SAT problem for CNF is NP-complete, but 2-SAT can be solved in polynomial time via a reduction to strongly connected components of directed graphs.

Here we present a simple randomized algorithm. Algorithm 1 applies to the general SAT problem and we shall analyze it for 2-SAT.

Monte Carlo Method

There are some remarks about this algorithm:

  1. We can pick an arbitrary assignment $\sigma$ as initialization, e.g., taking the all-true or all-false assignment. Alternatively, we can apply random initialization: start with a uniformly random assignment $\sigma$.

  2. In Line 2, we can choose the unsatisfied clause $c$ arbitrarily, e.g., picking the one of the smallest index, or choosing one uniformly at random.

  3. In Line 3, we have to choose a literal uniformly at random for our analysis to work.

If f is unsatisfiable, then clearly Algorithm 1 will output Unsatisfiable. Suppose $f$ is satisfiable, and let $\tau$ be a satisfying assignment. Define $\sigma_t$ to be the assignment at time $t$ of Algorithm 1, and $X_t$ to be the number of variables that agree between $\sigma_t$ and $\tau$.

“Agree” means the variable is set to the same truth value in two assignments. For example, suppose $\sigma_t = (\text{T, T, F, T})$ and $\tau = (\text{T, F, F, T})$, we have $X_t = 3$.

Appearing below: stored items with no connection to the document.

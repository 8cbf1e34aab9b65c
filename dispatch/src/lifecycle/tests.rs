//! Unit tests for `RideLifecycleReducer`.
//!
//! Covers every legal transition, the authorization and deadline checks that
//! guard them, idempotent retries and automatic consent.

#![allow(clippy::unwrap_used, clippy::expect_used)] // Test code

use super::*;
use chrono::{DateTime, Duration, Utc};
use ride_dispatch_core::error::DispatchError;
use ride_dispatch_core::geo::GeoPoint;
use ride_dispatch_core::identity::{Actor, Role, UserId};
use ride_dispatch_core::reducer::Reducer;
use ride_dispatch_core::ride::{Fare, Ride, RideStatus};
use ride_dispatch_testing::{FixedClock, ReducerTest, assertions, test_clock};
use ride_dispatch_core::environment::Clock;
use std::sync::Arc;

fn start_time() -> DateTime<Utc> {
    test_clock().now()
}

/// Environment frozen `offset` after the offer was created.
fn env_at(offset: Duration) -> ProductionLifecycleEnvironment {
    ProductionLifecycleEnvironment::new(
        Arc::new(FixedClock::new(start_time() + offset)),
        Some(Duration::seconds(60)),
    )
}

fn env_without_grace(offset: Duration) -> ProductionLifecycleEnvironment {
    ProductionLifecycleEnvironment::new(Arc::new(FixedClock::new(start_time() + offset)), None)
}

fn offer() -> Ride {
    Ride::offer(
        UserId::new(),
        UserId::new(),
        GeoPoint { lat: 32.08, lng: 34.78 },
        None,
        None,
        start_time(),
        Duration::minutes(2),
    )
}

fn driver(ride: &Ride) -> Actor {
    Actor::driver(ride.driver_id)
}

fn rider(ride: &Ride) -> Actor {
    Actor::rider(ride.rider_id)
}

fn accept(ride: &Ride) -> RideAction {
    RideAction::Accept {
        actor: driver(ride),
        payment_ready: true,
    }
}

/// Drive a fresh offer to `status` through the reducer.
fn ride_in(status: RideStatus) -> Ride {
    let reducer = RideLifecycleReducer::new();
    let env = env_at(Duration::seconds(10));
    let mut ride = offer();
    if status == RideStatus::Offered {
        return ride;
    }
    if status == RideStatus::Expired {
        reducer
            .reduce(&mut ride, RideAction::Expire, &env_at(Duration::minutes(3)))
            .unwrap();
        return ride;
    }
    let action = accept(&ride);
    reducer.reduce(&mut ride, action, &env).unwrap();
    if status == RideStatus::Consented {
        return ride;
    }
    let consent = RideAction::Consent { actor: rider(&ride) };
    reducer.reduce(&mut ride, consent, &env).unwrap();
    if status == RideStatus::Enroute {
        return ride;
    }
    let start = RideAction::Start { actor: driver(&ride) };
    reducer.reduce(&mut ride, start, &env).unwrap();
    if status == RideStatus::OnTrip {
        return ride;
    }
    let complete = RideAction::Complete {
        actor: driver(&ride),
        fare: None,
    };
    reducer.reduce(&mut ride, complete, &env).unwrap();
    ride
}

// ============================================================================
// Happy Path
// ============================================================================

#[test]
fn accept_moves_offer_to_consented() {
    let ride = offer();
    let action = accept(&ride);

    ReducerTest::new(RideLifecycleReducer::new())
        .with_env(env_at(Duration::seconds(30)))
        .given_state(ride)
        .when_action(action)
        .then_state(|ride| {
            assert_eq!(ride.status, RideStatus::Consented);
            assert_eq!(ride.driver_accepted_at, Some(start_time() + Duration::seconds(30)));
        })
        .then_events(|events| {
            assertions::assert_events_count(events, 1);
            assert_eq!(events[0].transition(), "accept");
        })
        .run();
}

#[test]
fn full_trip_records_every_timestamp() {
    let ride = ride_in(RideStatus::Completed);

    assert_eq!(ride.status, RideStatus::Completed);
    assert!(ride.driver_accepted_at.is_some());
    assert!(ride.rider_consented_at.is_some());
    assert!(ride.started_at.is_some());
    assert!(ride.ended_at.is_some());
    assert!(!ride.is_open());
}

#[test]
fn complete_records_fare() {
    let reducer = RideLifecycleReducer::new();
    let mut ride = ride_in(RideStatus::OnTrip);
    let fare = Fare::new(4_500, "ILS").unwrap();
    let action = RideAction::Complete {
        actor: driver(&ride),
        fare: Some(fare.clone()),
    };

    let events = reducer
        .reduce(&mut ride, action, &env_at(Duration::minutes(30)))
        .unwrap();

    assert_eq!(ride.fare, Some(fare.clone()));
    assert_eq!(
        events.into_iter().next(),
        Some(RideEvent::TripCompleted {
            ride_id: ride.id,
            at: start_time() + Duration::minutes(30),
            fare: Some(fare),
        })
    );
}

// ============================================================================
// Authorization
// ============================================================================

#[test]
fn only_bound_driver_may_accept() {
    ReducerTest::new(RideLifecycleReducer::new())
        .with_env(env_at(Duration::seconds(5)))
        .given_state(offer())
        .when_action(RideAction::Accept {
            actor: Actor::driver(UserId::new()),
            payment_ready: true,
        })
        .then_error(|err| assert!(matches!(err, DispatchError::Forbidden(_))))
        .run();
}

#[test]
fn rider_may_not_perform_driver_transitions() {
    let reducer = RideLifecycleReducer::new();
    let mut ride = ride_in(RideStatus::Enroute);
    let action = RideAction::Start { actor: rider(&ride) };

    let err = reducer
        .reduce(&mut ride, action, &env_at(Duration::seconds(20)))
        .unwrap_err();
    assert!(matches!(err, DispatchError::Forbidden(_)));
}

#[test]
fn driver_may_not_consent_for_rider() {
    let reducer = RideLifecycleReducer::new();
    let mut ride = ride_in(RideStatus::Consented);
    let action = RideAction::Consent { actor: driver(&ride) };

    let err = reducer
        .reduce(&mut ride, action, &env_at(Duration::seconds(20)))
        .unwrap_err();
    assert!(matches!(err, DispatchError::Forbidden(_)));
}

#[test]
fn authorization_is_identity_not_role() {
    let reducer = RideLifecycleReducer::new();
    let mut ride = offer();
    let admin = Actor::new(UserId::new(), [Role::Admin, Role::Driver]);

    let err = reducer
        .reduce(
            &mut ride,
            RideAction::Accept {
                actor: admin,
                payment_ready: true,
            },
            &env_at(Duration::seconds(5)),
        )
        .unwrap_err();
    assert!(matches!(err, DispatchError::Forbidden(_)));
}

// ============================================================================
// Expiry
// ============================================================================

#[test]
fn accept_after_deadline_is_expired() {
    let reducer = RideLifecycleReducer::new();
    let mut ride = offer();
    let action = accept(&ride);

    let err = reducer
        .reduce(&mut ride, action, &env_at(Duration::minutes(3)))
        .unwrap_err();

    assert_eq!(err, DispatchError::Expired { ride_id: ride.id });
    assert_eq!(ride.status, RideStatus::Offered);
}

#[test]
fn accept_exactly_at_deadline_succeeds() {
    let reducer = RideLifecycleReducer::new();
    let mut ride = offer();
    let action = accept(&ride);

    reducer
        .reduce(&mut ride, action, &env_at(Duration::minutes(2)))
        .unwrap();
    assert_eq!(ride.status, RideStatus::Consented);
}

#[test]
fn expire_sets_end_marker_to_deadline() {
    let ride = ride_in(RideStatus::Expired);

    assert_eq!(ride.status, RideStatus::Expired);
    assert_eq!(ride.ended_at, Some(ride.expires_at));
}

#[test]
fn expire_before_deadline_is_refused() {
    let reducer = RideLifecycleReducer::new();
    let mut ride = offer();

    let err = reducer
        .reduce(&mut ride, RideAction::Expire, &env_at(Duration::seconds(30)))
        .unwrap_err();
    assert!(matches!(err, DispatchError::InvalidTransition { .. }));
}

#[test]
fn expire_twice_is_idempotent() {
    let reducer = RideLifecycleReducer::new();
    let mut ride = ride_in(RideStatus::Expired);

    let events = reducer
        .reduce(&mut ride, RideAction::Expire, &env_at(Duration::minutes(10)))
        .unwrap();
    assert!(events.is_empty());
}

#[test]
fn accepted_ride_never_expires() {
    let reducer = RideLifecycleReducer::new();
    let mut ride = ride_in(RideStatus::Consented);

    let err = reducer
        .reduce(&mut ride, RideAction::Expire, &env_at(Duration::hours(1)))
        .unwrap_err();
    assert!(matches!(err, DispatchError::InvalidTransition { .. }));
}

#[test]
fn start_on_lapsed_offer_is_expired() {
    let reducer = RideLifecycleReducer::new();
    let mut ride = offer();
    let action = RideAction::Start { actor: driver(&ride) };

    let err = reducer
        .reduce(&mut ride, action, &env_at(Duration::minutes(5)))
        .unwrap_err();
    assert!(matches!(err, DispatchError::Expired { .. }));
}

// ============================================================================
// Eligibility and Illegal Jumps
// ============================================================================

#[test]
fn accept_without_payment_setup_is_not_eligible() {
    let reducer = RideLifecycleReducer::new();
    let mut ride = offer();
    let action = RideAction::Accept {
        actor: driver(&ride),
        payment_ready: false,
    };

    let err = reducer
        .reduce(&mut ride, action, &env_at(Duration::seconds(5)))
        .unwrap_err();

    assert_eq!(
        err,
        DispatchError::NotEligible {
            driver_id: ride.driver_id
        }
    );
    assert_eq!(ride.status, RideStatus::Offered);
}

#[test]
fn start_before_consent_is_invalid_without_grace() {
    let reducer = RideLifecycleReducer::new();
    let mut ride = ride_in(RideStatus::Consented);
    let action = RideAction::Start { actor: driver(&ride) };

    let err = reducer
        .reduce(&mut ride, action, &env_without_grace(Duration::minutes(10)))
        .unwrap_err();

    assert_eq!(
        err,
        DispatchError::InvalidTransition {
            from: RideStatus::Consented,
            action: "start",
        }
    );
}

#[test]
fn complete_from_offered_is_invalid() {
    let reducer = RideLifecycleReducer::new();
    let mut ride = offer();
    let action = RideAction::Complete {
        actor: driver(&ride),
        fare: None,
    };

    let err = reducer
        .reduce(&mut ride, action, &env_at(Duration::seconds(5)))
        .unwrap_err();
    assert_eq!(
        err,
        DispatchError::InvalidTransition {
            from: RideStatus::Offered,
            action: "complete",
        }
    );
}

// ============================================================================
// Check Order
// ============================================================================

#[test]
fn stranger_is_refused_even_on_finished_ride() {
    let reducer = RideLifecycleReducer::new();
    let mut ride = ride_in(RideStatus::Completed);
    let action = RideAction::Complete {
        actor: Actor::driver(UserId::new()),
        fare: None,
    };

    let err = reducer
        .reduce(&mut ride, action, &env_at(Duration::hours(1)))
        .unwrap_err();
    assert!(matches!(err, DispatchError::Forbidden(_)));
}

#[test]
fn retry_wins_over_lapsed_deadline() {
    let reducer = RideLifecycleReducer::new();
    let mut ride = ride_in(RideStatus::Consented);
    let action = accept(&ride);

    let events = reducer
        .reduce(&mut ride, action, &env_at(Duration::minutes(10)))
        .unwrap();
    assert!(events.is_empty());
    assert_eq!(ride.status, RideStatus::Consented);
}

#[test]
fn lapsed_offer_reports_expired_before_payment_refusal() {
    let reducer = RideLifecycleReducer::new();
    let mut ride = offer();
    let action = RideAction::Accept {
        actor: driver(&ride),
        payment_ready: false,
    };

    let err = reducer
        .reduce(&mut ride, action, &env_at(Duration::minutes(3)))
        .unwrap_err();
    assert_eq!(err, DispatchError::Expired { ride_id: ride.id });
}

#[test]
fn expired_ride_reports_expired_before_invalid_transition() {
    let reducer = RideLifecycleReducer::new();
    let mut ride = ride_in(RideStatus::Expired);
    let action = RideAction::Complete {
        actor: driver(&ride),
        fare: None,
    };

    let err = reducer
        .reduce(&mut ride, action, &env_at(Duration::minutes(4)))
        .unwrap_err();
    assert_eq!(err, DispatchError::Expired { ride_id: ride.id });
}

// ============================================================================
// Idempotent Retries
// ============================================================================

#[test]
fn complete_twice_mutates_once() {
    let reducer = RideLifecycleReducer::new();
    let mut ride = ride_in(RideStatus::Completed);
    let before = ride.clone();
    let action = RideAction::Complete {
        actor: driver(&ride),
        fare: Some(Fare::new(100, "USD").unwrap()),
    };

    let events = reducer
        .reduce(&mut ride, action, &env_at(Duration::hours(2)))
        .unwrap();

    assert!(events.is_empty());
    assert_eq!(ride, before);
}

#[test]
fn repeated_accept_and_consent_are_no_ops() {
    let reducer = RideLifecycleReducer::new();
    let mut ride = ride_in(RideStatus::Enroute);
    let before = ride.clone();
    let env = env_at(Duration::minutes(1));

    let action = accept(&ride);
    assert!(reducer.reduce(&mut ride, action, &env).unwrap().is_empty());
    let consent = RideAction::Consent { actor: rider(&ride) };
    assert!(reducer.reduce(&mut ride, consent, &env).unwrap().is_empty());
    assert_eq!(ride, before);
}

// ============================================================================
// Automatic Consent
// ============================================================================

#[test]
fn auto_consent_waits_for_grace_period() {
    let reducer = RideLifecycleReducer::new();
    let mut ride = ride_in(RideStatus::Consented);
    let accepted_at = ride.driver_accepted_at.unwrap();

    let early = reducer
        .reduce(&mut ride, RideAction::AutoConsent, &env_at(Duration::seconds(30)))
        .unwrap();
    assert!(early.is_empty());
    assert_eq!(ride.status, RideStatus::Consented);

    let due = reducer
        .reduce(&mut ride, RideAction::AutoConsent, &env_at(Duration::seconds(90)))
        .unwrap();
    assert_eq!(due.len(), 1);
    assert_eq!(due[0].transition(), "auto_consent");
    assert_eq!(ride.status, RideStatus::Enroute);
    assert_eq!(ride.rider_consented_at, Some(accepted_at + Duration::seconds(60)));
}

#[test]
fn start_grants_due_consent_first() {
    let reducer = RideLifecycleReducer::new();
    let mut ride = ride_in(RideStatus::Consented);
    let action = RideAction::Start { actor: driver(&ride) };

    let events = reducer
        .reduce(&mut ride, action, &env_at(Duration::minutes(5)))
        .unwrap();

    let transitions: Vec<_> = events.iter().map(RideEvent::transition).collect();
    assert_eq!(transitions, vec!["auto_consent", "start"]);
    assert_eq!(ride.status, RideStatus::OnTrip);
}

#[test]
fn pending_action_reports_what_a_read_should_persist() {
    let ride = offer();
    let env = env_at(Duration::minutes(3));
    assert_eq!(
        RideLifecycleReducer::pending_action(&ride, env.clock().now(), &env),
        Some(RideAction::Expire)
    );

    let accepted = ride_in(RideStatus::Consented);
    let env = env_at(Duration::minutes(2));
    assert_eq!(
        RideLifecycleReducer::pending_action(&accepted, env.clock().now(), &env),
        Some(RideAction::AutoConsent)
    );

    let fresh = offer();
    let env = env_at(Duration::seconds(1));
    assert_eq!(
        RideLifecycleReducer::pending_action(&fresh, env.clock().now(), &env),
        None
    );
}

If $X_t = n$, then $\sigma_t = \tau$ and the algorithm finds a satisfying assignment.

Note that \(X_t \in \{ 0,1,...,n \}\) can be thought of as a random walk moving between adjacent integers where either $X_{t+1} = X_{t}+1$ or $X_{t+1} = X_{t}-1$ (because each walk will only change the value of one variable!).

Here we have a claim:

For each $t < T$ and \(i \in \{ 0,1,...,n-1 \}\) , we have

\[\Pr(X_{t+1} = i+1 \mid X_t=i) \geq \frac{1}{2}.\]

(Optional to read) Proof. Suppose we pick clause $c$ in the update from $\sigma_t$ to $\sigma_{t+1}$, and the two variables in $c$ are $x_1$ and $x_2$ without loss of generality. Then, $c$ is not satisfied by $\sigma_t$ but is satisfied by $\tau$. This means that $\sigma_t(x_j) \neq \tau(x_j)$ for at least one \(j \in \{ 1,2 \}\). If $\delta_t(x_1) \neq \tau(x_1)$ and $\delta_t(x_2) = \tau(x_2)$, then $X_{t+1} = X_t + 1$ with probability 1/2. Similarly for the case $\delta_t(x_1) = \tau(x_1)$ and $\delta_t(x_2) \neq \tau(x_2)$. If $\delta_t(x_1) \neq \tau(x_1)$ and $\delta_t(x_2) \neq \tau(x_2)$, then $X_{t+1} = X_t + 1$ always. The claim then follows.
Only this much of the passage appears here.